The Rorschach inkblot test has not been discredited as you report ("This test 'makes everyone look sick'", THES , April 4). Most reviews are favourable. Critical ones have resulted in further research.
There are now large databases for forensic and clinical populations and new norms are being collected. Interest in the Rorschach is resurging in the UK and a number of forensic research papers have been presented recently at conferences.
All psychological assessment has to be sound and defensible, but no single psychological test alone can be used to deprive an individual of liberty. I doubt that many qualified psychologists would use the Rorschach solely as a diagnostic tool and/or would ever use it as a stand-alone assessment as you suggest.
The article states there were "few Rorschach enthusiasts in Britain" in the 1950s and 1960s. Sir Cyril Burt is dismissed for "his inexhaustible affinity for dodgy data".
US psychologist Arthur Jensen is quoted as an anti-Rorschach reference.
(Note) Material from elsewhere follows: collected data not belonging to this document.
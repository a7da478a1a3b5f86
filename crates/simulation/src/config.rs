/// Default cap on the number of tiles a single cell can hold.
pub const DEFAULT_MAX_STACK_HEIGHT: usize = 10;

/// Smallest planar size / stack height a grid frame accepts.
pub const FRAME_EPSILON: f32 = 0.001;

/// Two pointer-downs on the same tile closer than this (seconds) recycle it.
pub const DOUBLE_CLICK_THRESHOLD: f32 = 0.3;

/// Local height at which a spawn preview hovers over the grid while dragged.
pub const DRAG_PREVIEW_HEIGHT: f32 = 0.1;

/// Offset along the tile's up axis at which a planted crop sits.
pub const CROP_PLANT_OFFSET: f32 = 0.1;

/// Seconds a crop needs to go from seedling to mature.
pub const DEFAULT_GROWTH_TIME: f32 = 20.0;

/// Grid rotation speed while a rotate input is held, in degrees per second.
pub const DEFAULT_ROTATION_SPEED: f32 = 90.0;

/// Tile asset footprint (width, height, depth). Width drives the planar cell
/// size, height drives the vertical stacking unit.
pub const DEFAULT_TILE_FOOTPRINT: [f32; 3] = [1.0, 0.5, 1.0];
use bevy::prelude::*;

use crate::config::CROP_PLANT_OFFSET;
use crate::errors::GridError;
use crate::game_params::CropEntry;
use crate::simulation_sets::SimulationSet;
use crate::tiles::{GridAnchored, PlantSlot, Tile};

use super::types::{Crop, CropHarvested, CropMatured, HarvestTally};

// =============================================================================
// Planting and harvest
// =============================================================================

/// Plant a crop from `entry` on `tile`, just above its surface.
///
/// Fails without spawning anything when the terrain is not plantable or the
/// slot is taken. On success both sides of the relation are set: the slot
/// points at the new crop and the crop at `tile_entity`.
pub fn try_plant_crop(
    commands: &mut Commands,
    tile_entity: Entity,
    tile: &Tile,
    slot: &mut PlantSlot,
    tile_transform: &Transform,
    entry: &CropEntry,
) -> Result<Entity, GridError> {
    slot.check_plantable(tile.terrain)?;

    let translation = tile_transform.translation + tile_transform.up() * CROP_PLANT_OFFSET;
    let crop = commands
        .spawn((
            Crop::new(entry.kind, entry.growth_time, entry.value, tile_entity),
            Transform::from_translation(translation).with_rotation(tile_transform.rotation),
            GridAnchored,
            Name::new(format!("{:?} crop", entry.kind)),
        ))
        .id();
    slot.try_occupy(tile.terrain, crop)?;
    Ok(crop)
}

/// Harvest a mature crop: free the parent slot and add its value to the
/// tally. The caller despawns the crop entity.
pub fn harvest(
    crop: &mut Crop,
    parent_slot: Option<&mut PlantSlot>,
    tally: &mut HarvestTally,
) -> Result<u32, GridError> {
    if !crop.is_mature() {
        return Err(GridError::CropNotMature);
    }
    if let Some(slot) = parent_slot {
        slot.clear();
    }
    crop.parent_tile = None;
    tally.record(crop.value);
    Ok(crop.value)
}

// =============================================================================
// Systems
// =============================================================================

/// Advance every growing crop by one fixed timestep.
pub fn grow_crops(
    time: Res<Time<Fixed>>,
    mut crops: Query<(Entity, &mut Crop)>,
    mut matured: EventWriter<CropMatured>,
) {
    let dt = time.timestep().as_secs_f32();
    for (entity, mut crop) in &mut crops {
        if crop.is_mature() {
            continue;
        }
        if crop.advance(dt) {
            debug!("{:?} crop {:?} is mature", crop.kind, entity);
            matured.send(CropMatured {
                crop: entity,
                kind: crop.kind,
            });
        }
    }
}

pub struct CropsPlugin;

impl Plugin for CropsPlugin {
    fn build(&self, app: &mut App) {
        app.init_resource::<HarvestTally>()
            .add_event::<CropMatured>()
            .add_event::<CropHarvested>()
            .add_systems(FixedUpdate, grow_crops.in_set(SimulationSet::Simulation));
    }
}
But Jensen's statistical analyses are also under scrutiny. They were used in support of his controversial findings that the IQs of American blacks were lower than those of whites due to inherent and unchangeable intellectual differences between the two races.
The deepest cut of all, however, was the reproduction of a Rorschach test card. This violates the security of the test. My verdict: a blot on The THES copybook.